Côte d’Ivoire makes ‘major’ oil discovery

A major discovery 50km south of Abidjan raises serious questions about how to exploit Africa's vast energy reserves amid a global energy transition.


Côte d’Ivoire announced a “major” offshore oil and gas discovery on Wednesday after “very promising” exploration results in 2014 led to interest from several oil majors. 

Italian energy group Eni said it had found up to 2bn barrels of oil and 2.4trn cubic feet of associated gas.

Energy minister Thomas Camara said the find would “greatly increase” Côte d’Ivoire’s proven reserves in the coming years, which are estimated at around 100m barrels.

The government owns a 10% stake in the discovery, which was made after drilling at the Baleine well about 60 km off the coast, through the national oil company Petroci Holdings. Eni operates the block with a 90% stake.

Offshore oil was first discovered in the West African country in 1977, with the bulk of the oil and gas wells later drilled in shallow marine areas. The latest find is the first deep water commercial discovery in more than 20 years.

To date, Côte d’Ivoire has identified 51 oilfields with four in production and 26 in exploration. The government sold blocks worth $185m to Eni and French-major Total during a licensing round in 2019 to ramp up exploration and production. 

The former energy minister said at the time the average output is around 70,000 barrels per day (bpd) but “the potential is much higher.” British company Tullow Oil was awarded licenses for four blocks in 2017 and currently produces around 2,100 bpd.

Côte d’Ivoire currently produces around 50,000 bpd compared to Nigeria, Africa’s largest oil producer, which produces around 2.5m. The government has been on an investment drive in recent years in an attempt to diversify the economy away from an overreliance on cocoa and gold, by developing its mining and energy sectors.

Frontier energy market

The latest discovery looks set to buoy steady investor interest in West Africa as the region starts to attract more attention as an oil and gas destination. Neighbouring Ghana, which produces around 200,000 barrels of oil a day, announced a significant discovery by Eni in July.

Though Mozambique has dominated the headlines in terms of African natural gas in recent years, Senegal made discoveries in 2014 that have propelled the West African nation to a major oil and gas player. The Greater Tortue Ahmeyim LNG project, which straddles the maritime border of Mauritania and Senegal, is thought to hold as much as 15trn feet of recoverable gas reserves.

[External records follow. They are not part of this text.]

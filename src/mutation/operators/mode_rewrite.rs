//! Rewrite a mode-driven call to the dedicated function for that mode.

use super::{named_call, renamed_call};
use crate::ast::{Literal, NodeId, NodeKind, NodeRef, SourceUnit};
use crate::mutation::operator::{ConstantTable, MutationOperator, OperatorError};
use crate::mutation::Mutation;
use std::collections::BTreeMap;

#[derive(Debug, Clone, PartialEq, Eq)]
pub struct ModeRule {
    /// Position of the mode argument.
    pub mode_arg: usize,
    /// Leading arguments carried over to the rewritten call.
    pub keep_args: usize,
    pub modes: BTreeMap<i64, String>,
}

impl ModeRule {
    pub fn new(mode_arg: usize, keep_args: usize, modes: BTreeMap<i64, String>) -> Self {
        Self {
            mode_arg,
            keep_args,
            modes,
        }
    }

    /// Build a mode table keyed by constant names. Returns the first name the
    /// table cannot resolve as the error.
    pub fn from_constants(
        mode_arg: usize,
        keep_args: usize,
        modes: &[(&str, &str)],
        constants: &ConstantTable,
    ) -> Result<Self, String> {
        let mut table = BTreeMap::new();
        for (name, target) in modes {
            let value = constants.resolve(name).ok_or_else(|| name.to_string())?;
            table.insert(value, target.to_string());
        }
        Ok(Self::new(mode_arg, keep_args, table))
    }
}

#[derive(Debug, Clone)]
pub struct ModeRewrite {
    rules: BTreeMap<String, ModeRule>,
    constants: ConstantTable,
}

impl ModeRewrite {
    pub const ID: &'static str = "mode_rewrite";

    pub fn new(rules: BTreeMap<String, ModeRule>, constants: ConstantTable) -> Self {
        let rules = rules
            .into_iter()
            .map(|(name, rule)| (name.to_lowercase(), rule))
            .collect();
        Self { rules, constants }
    }

    /// The `mb_convert_case` rule. Fails only when `constants` lacks one of
    /// the case-mode names.
    pub fn default_rules(constants: &ConstantTable) -> Result<BTreeMap<String, ModeRule>, String> {
        let convert_case = ModeRule::from_constants(
            1,
            1,
            &[
                ("MB_CASE_UPPER", "strtoupper"),
                ("MB_CASE_UPPER_SIMPLE", "strtoupper"),
                ("MB_CASE_LOWER", "strtolower"),
                ("MB_CASE_LOWER_SIMPLE", "strtolower"),
                ("MB_CASE_FOLD", "strtolower"),
                ("MB_CASE_FOLD_SIMPLE", "strtolower"),
                ("MB_CASE_TITLE", "ucwords"),
                ("MB_CASE_TITLE_SIMPLE", "ucwords"),
            ],
            constants,
        )?;
        Ok([("mb_convert_case".to_string(), convert_case)]
            .into_iter()
            .collect())
    }

    pub fn rule_names(&self) -> impl Iterator<Item = &str> {
        self.rules.keys().map(String::as_str)
    }

    fn mode_value(&self, unit: &SourceUnit, arg: NodeRef) -> Option<i64> {
        let (_, node) = unit.tree.resolve(arg)?;
        match &node.kind {
            NodeKind::Literal {
                value: Literal::Int(value),
            } => Some(*value),
            NodeKind::Const { name } => self.constants.resolve(name),
            _ => None,
        }
    }

    fn plan<'s, 'u>(
        &'s self,
        unit: &'u SourceUnit,
        node: NodeId,
    ) -> Option<(&'u str, &'s str, &'u [NodeRef])> {
        let (name, args) = named_call(unit, node)?;
        let rule = self.rules.get(&name.to_lowercase())?;
        let mode = self.mode_value(unit, *args.get(rule.mode_arg)?)?;
        let target = rule.modes.get(&mode)?;
        let kept = &args[..args.len().min(rule.keep_args)];
        Some((name, target.as_str(), kept))
    }
}

impl MutationOperator for ModeRewrite {
    fn id(&self) -> &'static str {
        Self::ID
    }

    fn handles(&self, unit: &SourceUnit, node: NodeId) -> bool {
        self.plan(unit, node).is_some()
    }

    fn expand(&self, unit: &SourceUnit, node: NodeId) -> Result<Vec<Mutation>, OperatorError> {
        let Some((name, target, kept)) = self.plan(unit, node) else {
            return Ok(Vec::new());
        };
        Ok(vec![Mutation::new(
            Self::ID,
            unit,
            node,
            renamed_call(target, kept),
            format!("{}() -> {}()", name, target),
        )])
    }
}

#[cfg(test)]
mod tests {
    use super::*;
    use crate::ast::builder::TreeBuilder;
    use crate::mutation::operators::test_support::mutate_all;

    fn default_operator() -> ModeRewrite {
        let constants = ConstantTable::with_defaults();
        let rules = ModeRewrite::default_rules(&constants).unwrap();
        ModeRewrite::new(rules, constants)
    }

    fn convert_case(mode: impl FnOnce(&mut TreeBuilder) -> NodeRef) -> SourceUnit {
        let mut b = TreeBuilder::new();
        let subject = b.string("test");
        let mode = mode(&mut b);
        let call = b.call("mb_convert_case", vec![subject, mode]);
        let stmt = b.expr_stmt(call);
        let root = b.unit(vec![stmt]);
        b.finish_with_prelude("a.php", "<?php\n\n", root).unwrap()
    }

    // =========================================================================
    // Literal and constant modes
    // =========================================================================

    #[test]
    fn test_literal_mode_rewrites_to_target() {
        let mut modes = BTreeMap::new();
        modes.insert(0, "to_upper".to_string());
        modes.insert(4, "to_upper".to_string());
        let rules = [("convert".to_string(), ModeRule::new(1, 1, modes))]
            .into_iter()
            .collect();
        let operator = ModeRewrite::new(rules, ConstantTable::new());

        let mut b = TreeBuilder::new();
        let subject = b.var("$s");
        let mode = b.int(4);
        let call = b.call("convert", vec![subject, mode]);
        let stmt = b.expr_stmt(call);
        let root = b.unit(vec![stmt]);
        let unit = b.finish("a.php", root).unwrap();

        let call = call.base().unwrap();
        assert!(operator.handles(&unit, call));
        let mutations = operator.expand(&unit, call).unwrap();
        assert_eq!(mutations.len(), 1);
        let root = mutations[0].replacement.roots[0];
        match &mutations[0].replacement.node(root).unwrap().kind {
            NodeKind::Call { callee, args } => {
                assert_eq!(
                    mutations[0].replacement.node(*callee).unwrap().kind,
                    NodeKind::Name {
                        ident: "to_upper".to_string()
                    }
                );
                assert_eq!(args, &vec![subject]);
            }
            other => panic!("expected a call, got {:?}", other),
        }
        assert_eq!(mutate_all(&operator, &unit), vec!["to_upper($s);\n".to_string()]);
    }

    #[test]
    fn test_variable_mode_yields_nothing() {
        let unit = convert_case(|b| b.var("$mode"));
        let operator = default_operator();
        assert!(mutate_all(&operator, &unit).is_empty());
    }

    #[test]
    fn test_constant_modes() {
        let cases = [
            ("MB_CASE_UPPER", "strtoupper"),
            ("MB_CASE_UPPER_SIMPLE", "strtoupper"),
            ("MB_CASE_LOWER", "strtolower"),
            ("MB_CASE_FOLD_SIMPLE", "strtolower"),
            ("MB_CASE_TITLE", "ucwords"),
            ("\\MB_CASE_TITLE_SIMPLE", "ucwords"),
        ];
        let operator = default_operator();
        for (constant, target) in cases {
            let unit = convert_case(|b| b.constant(constant));
            assert_eq!(
                mutate_all(&operator, &unit),
                vec![format!("<?php\n\n{}('test');\n", target)],
                "mode {}",
                constant
            );
        }
    }

    #[test]
    fn test_integer_mode_matches_constant_value() {
        let unit = convert_case(|b| b.int(2));
        assert_eq!(
            mutate_all(&default_operator(), &unit),
            vec!["<?php\n\nucwords('test');\n".to_string()]
        );
    }

    #[test]
    fn test_unmapped_or_unknown_mode_yields_nothing() {
        let operator = default_operator();
        assert!(mutate_all(&operator, &convert_case(|b| b.int(42))).is_empty());
        assert!(mutate_all(&operator, &convert_case(|b| b.constant("UNKNOWN_MODE"))).is_empty());
    }

    #[test]
    fn test_missing_mode_argument_yields_nothing() {
        let mut b = TreeBuilder::new();
        let subject = b.string("test");
        let call = b.call("mb_convert_case", vec![subject]);
        let stmt = b.expr_stmt(call);
        let root = b.unit(vec![stmt]);
        let unit = b.finish("a.php", root).unwrap();

        assert!(mutate_all(&default_operator(), &unit).is_empty());
    }

    #[test]
    fn test_default_rules_require_case_constants() {
        let err = ModeRewrite::default_rules(&ConstantTable::new()).unwrap_err();
        assert_eq!(err, "MB_CASE_UPPER");
    }
}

The $4.8bn project is being developed by the British oil major BP, US operator Kosmos Energy and state-owned entities from Senegal and Mauritania. Ibrahima Fall, Senegal country manager for Invest Africa, says that West Africa is fast becoming a coveted destination for oil and gas companies.

“From what the experts are saying, there are good reserves in Senegal but people believe there is more to be discovered,” he says. “They are projecting that in 15 to 20 years many of the oil and gas reserves in Africa will be based in West Africa.” 

As oil majors scramble to exploit the region’s vast energy reserves, the latest discovery will help power a energy hungry region, says regional consultancy the African Energy Chamber.

“The discovery marks a significant moment for the country and wider region, ensuring a viable energy supply that will accelerate socio-economic development, alleviate energy poverty and position Africa as a global hydrocarbon leader,” it said.

Global energy transition

Mounting concerns over climate change have led governments and oil companies to lay the groundwork for a fundamentally different energy market focused on green energy. This has raised fears that African governments will miss out on generating revenues from the vast reserves discovered over the past few years as oil companies prioritize renewable projects.

Despite sizable discoveries over the past few years, the continent’s position as the world’s next major producer of oil and gas faces serious setbacks. Mounting concerns over climate change have lead governments and oil companies to lay the groundwork for a fundamentally different energy market, focused on renewables. This means African countries could miss out on opportunities for generating revenues from the exploitation of their vast reserves, as oil majors prioritize green projects, experts say.

But the latest discoveries offer hope that the time for exploration is not over for Africa, the African Energy Chamber believes.

“Rather upstream campaigns should be prioritized as the continent strives for escalated economic development. The discovery made by Eni offshore Ivory Coast is huge. Africa truly is the final frontier for hydrocarbon exploration, and the continent’s immense resources must be leveraged for strong and sustainable economic growth.”

Côte d’Ivoire’s state-owned oil refinery, the biggest in French-speaking West Africa with a refining capacity of 3.8m tonnes, could help generate revenues through exports to neighbouring countries.

A conservative estimation puts production from the new block at 150, 000 bpd, says Robin Mills, CEO of Dubai-based consultancy Qamar Energy.

“With a refinery capacity of about 70, 000 bpd the country could use the new crude. There would be a big surplus to be exported still. ”

With neighbouring Nigeria also expanding its refining capacity there should also be some competition in West Africa, he adds.